WORK INSTRUCTION> The answer must consist of every line in the records that contains the word "explode".

━━━━━ STORED DATA

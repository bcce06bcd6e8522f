//! Tests for the extensibility contract: registering operators, functions,
//! and transforms, removing operators, and the observational guarantees of
//! on-demand (short-circuit) evaluation.

use std::sync::{
    Arc,
    atomic::{AtomicUsize, Ordering},
};

use jexl::{Context, Error, ErrorKind, ExpressionFn, Jexl, RecordingTracer, Value};
use pretty_assertions::assert_eq;

fn eval(jexl: &Jexl, source: &str) -> Value {
    jexl.evaluate(source, &mut Context::new())
        .unwrap_or_else(|err| panic!("{source:?} failed: {err}"))
}

// =============================================================================
// 1. custom operators
// =============================================================================

/// A strict binary operator participates in precedence like any builtin.
#[test]
fn custom_binary_op_case_insensitive_equality() {
    let mut jexl = Jexl::new();
    jexl.add_binary_op("<>", 20, |l, r| {
        Ok(Value::Bool(
            l.to_string().to_lowercase() == r.to_string().to_lowercase(),
        ))
    });
    assert_eq!(eval(&jexl, r#""FoO" <> "foo""#), Value::Bool(true));
    assert_eq!(eval(&jexl, r#""FoO" <> "bar""#), Value::Bool(false));
    // Precedence 20 groups like the comparison operators.
    assert_eq!(eval(&jexl, r#""ab" <> "a" + "b""#), Value::Bool(true));
}

/// An on-demand operator controls its own operand evaluation.
#[test]
fn custom_on_demand_op_nullish_coalescing() {
    let mut jexl = Jexl::new();
    jexl.add_binary_op_on_demand("??", 10, |ops| {
        let left = ops.left()?;
        if left.is_nullish() { ops.right() } else { Ok(left) }
    });
    assert_eq!(eval(&jexl, "null ?? 5"), Value::Number(5.0));
    assert_eq!(eval(&jexl, "0 ?? 5"), Value::Number(0.0));
    assert_eq!(eval(&jexl, "missing ?? \"default\""), Value::from("default"));
}

/// The unused operand of an on-demand operator is never evaluated.
#[test]
fn on_demand_skips_the_unused_operand() {
    let calls = Arc::new(AtomicUsize::new(0));
    let seen = Arc::clone(&calls);
    let mut jexl = Jexl::new();
    jexl.add_function("boom", move |_args| {
        seen.fetch_add(1, Ordering::SeqCst);
        Err(Error::user("should never run"))
    });
    jexl.add_binary_op_on_demand("??", 10, |ops| {
        let left = ops.left()?;
        if left.is_nullish() { ops.right() } else { Ok(left) }
    });
    assert_eq!(eval(&jexl, "1 ?? boom()"), Value::Number(1.0));
    assert_eq!(calls.load(Ordering::SeqCst), 0);
}

#[test]
fn custom_unary_op() {
    let mut jexl = Jexl::new();
    jexl.add_unary_op("~", |v| Ok(Value::Number(v.to_number().floor())));
    assert_eq!(eval(&jexl, "~3.7"), Value::Number(3.0));
    // Unary binds tighter than any binary operator.
    assert_eq!(eval(&jexl, "~3.7 + 1"), Value::Number(4.0));
}

/// Removing an operator removes its lexeme from the language.
#[test]
fn removed_op_no_longer_lexes() {
    let mut jexl = Jexl::new();
    jexl.remove_op("+");
    let err = jexl.compile("1 + 2").unwrap_err();
    assert_eq!(err.kind(), ErrorKind::InvalidToken);
    // Other operators are untouched.
    assert_eq!(eval(&jexl, "3 - 1"), Value::Number(2.0));
}

// =============================================================================
// 2. functions and transforms
// =============================================================================

#[test]
fn expression_functions_receive_evaluated_args() {
    let mut jexl = Jexl::new();
    jexl.add_function("max", |args| {
        Ok(Value::Number(
            args.iter().map(Value::to_number).fold(f64::NEG_INFINITY, f64::max),
        ))
    });
    assert_eq!(eval(&jexl, "max(2, 3 * 3, 5)"), Value::Number(9.0));
}

#[test]
fn bulk_registration() {
    let mut jexl = Jexl::new();
    let double: ExpressionFn = Arc::new(|args| Ok(Value::Number(args[0].to_number() * 2.0)));
    let shout: ExpressionFn = Arc::new(|args| Ok(Value::from(args[0].to_string().to_uppercase())));
    jexl.add_functions([("double".to_owned(), double)]);
    jexl.add_transforms([("shout".to_owned(), shout)]);
    assert_eq!(eval(&jexl, "double(21)"), Value::Number(42.0));
    assert_eq!(eval(&jexl, r#""hey" | shout"#), Value::from("HEY"));
    assert!(jexl.get_function("double").is_some());
    assert!(jexl.get_transform("shout").is_some());
}

/// `x | f(a, b)` desugars to `f(x, a, b)` from the transforms pool.
#[test]
fn transform_pipe_prepends_the_subject() {
    let mut jexl = Jexl::new();
    jexl.add_transform("join", |args| {
        let Value::Array(items) = &args[0] else {
            return Err(Error::user("join expects an array"));
        };
        let sep = args.get(1).map(ToString::to_string).unwrap_or_default();
        Ok(Value::from(
            items.iter().map(ToString::to_string).collect::<Vec<_>>().join(&sep),
        ))
    });
    assert_eq!(eval(&jexl, r#"["a", "b", "c"] | join("-")"#), Value::from("a-b-c"));
}

#[test]
fn transforms_chain_left_to_right() {
    let mut jexl = Jexl::new();
    jexl.add_transform("lower", |args| Ok(Value::from(args[0].to_string().to_lowercase())));
    jexl.add_transform("trim", |args| Ok(Value::from(args[0].to_string().trim())));
    assert_eq!(eval(&jexl, r#""  LOUD  " | trim | lower"#), Value::from("loud"));
}

#[test]
fn unknown_function_message_is_stable() {
    let err = Jexl::new().evaluate("foo(1)", &mut Context::new()).unwrap_err();
    assert_eq!(err.kind(), ErrorKind::UnknownCallable);
    assert_eq!(err.message(), "Jexl Function foo is not defined.");
}

#[test]
fn unknown_transform_message_is_stable() {
    let err = Jexl::new().evaluate("1 | bar", &mut Context::new()).unwrap_err();
    assert_eq!(err.kind(), ErrorKind::UnknownCallable);
    assert_eq!(err.message(), "Jexl Transform bar is not defined.");
}

/// A failure inside a host callable propagates its message unchanged.
#[test]
fn user_callable_errors_propagate() {
    let mut jexl = Jexl::new();
    jexl.add_function("explode", |_args| Err(Error::user("boom")));
    let err = jexl.evaluate("explode()", &mut Context::new()).unwrap_err();
    assert_eq!(err.kind(), ErrorKind::UserCallable);
    assert_eq!(err.message(), "boom");
}

// =============================================================================
// 3. short-circuit guarantees
// =============================================================================

/// `false && E` never invokes anything in `E` — proven observationally with
/// a recording tracer.
#[test]
fn and_short_circuits_without_touching_the_right_branch() {
    let mut jexl = Jexl::new();
    jexl.add_function("probe", |_args| Ok(Value::Bool(true)));
    let compiled = jexl.compile("false && probe()").unwrap();
    let mut tracer = RecordingTracer::new();
    let result = compiled
        .evaluate_with_tracer(&mut Context::new(), &mut tracer)
        .unwrap();
    assert_eq!(result, Value::Bool(false));
    assert_eq!(tracer.calls, Vec::<String>::new());
    assert!(!tracer.nodes.is_empty());
}

#[test]
fn or_short_circuits_without_touching_the_right_branch() {
    let mut jexl = Jexl::new();
    jexl.add_function("probe", |_args| Ok(Value::Bool(true)));
    let compiled = jexl.compile("true || probe()").unwrap();
    let mut tracer = RecordingTracer::new();
    let result = compiled
        .evaluate_with_tracer(&mut Context::new(), &mut tracer)
        .unwrap();
    assert_eq!(result, Value::Bool(true));
    assert_eq!(tracer.calls, Vec::<String>::new());
}

/// Errors in the unused branch are never observed, even unknown callables.
#[test]
fn errors_in_the_skipped_branch_never_surface() {
    let jexl = Jexl::new();
    let result = jexl.evaluate("false && nosuchfn()", &mut Context::new()).unwrap();
    assert_eq!(result, Value::Bool(false));
}

/// The tracer sees calls when they actually run.
#[test]
fn tracer_records_executed_calls() {
    let mut jexl = Jexl::new();
    jexl.add_function("probe", |_args| Ok(Value::Bool(true)));
    let compiled = jexl.compile("true && probe()").unwrap();
    let mut tracer = RecordingTracer::new();
    compiled
        .evaluate_with_tracer(&mut Context::new(), &mut tracer)
        .unwrap();
    assert_eq!(tracer.calls, vec!["probe".to_owned()]);
}

// =============================================================================
// 4. grammar snapshots
// =============================================================================

/// Cloning a grammar decouples later registrations.
#[test]
fn cloned_grammars_diverge() {
    let mut jexl = Jexl::new();
    jexl.add_function("answer", |_args| Ok(Value::Number(42.0)));
    let snapshot = Jexl::with_grammar(jexl.grammar().clone());
    jexl.add_function("extra", |_args| Ok(Value::Null));

    assert_eq!(eval(&snapshot, "answer()"), Value::Number(42.0));
    assert_eq!(
        snapshot
            .evaluate("extra()", &mut Context::new())
            .unwrap_err()
            .kind(),
        ErrorKind::UnknownCallable
    );
}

━━━━━━━━━━

REPLY>
    jexl.add_function("explode", |_args| Err(Error::user("boom")));
    let err = jexl.evaluate("explode()", &mut Context::new()).unwrap_err();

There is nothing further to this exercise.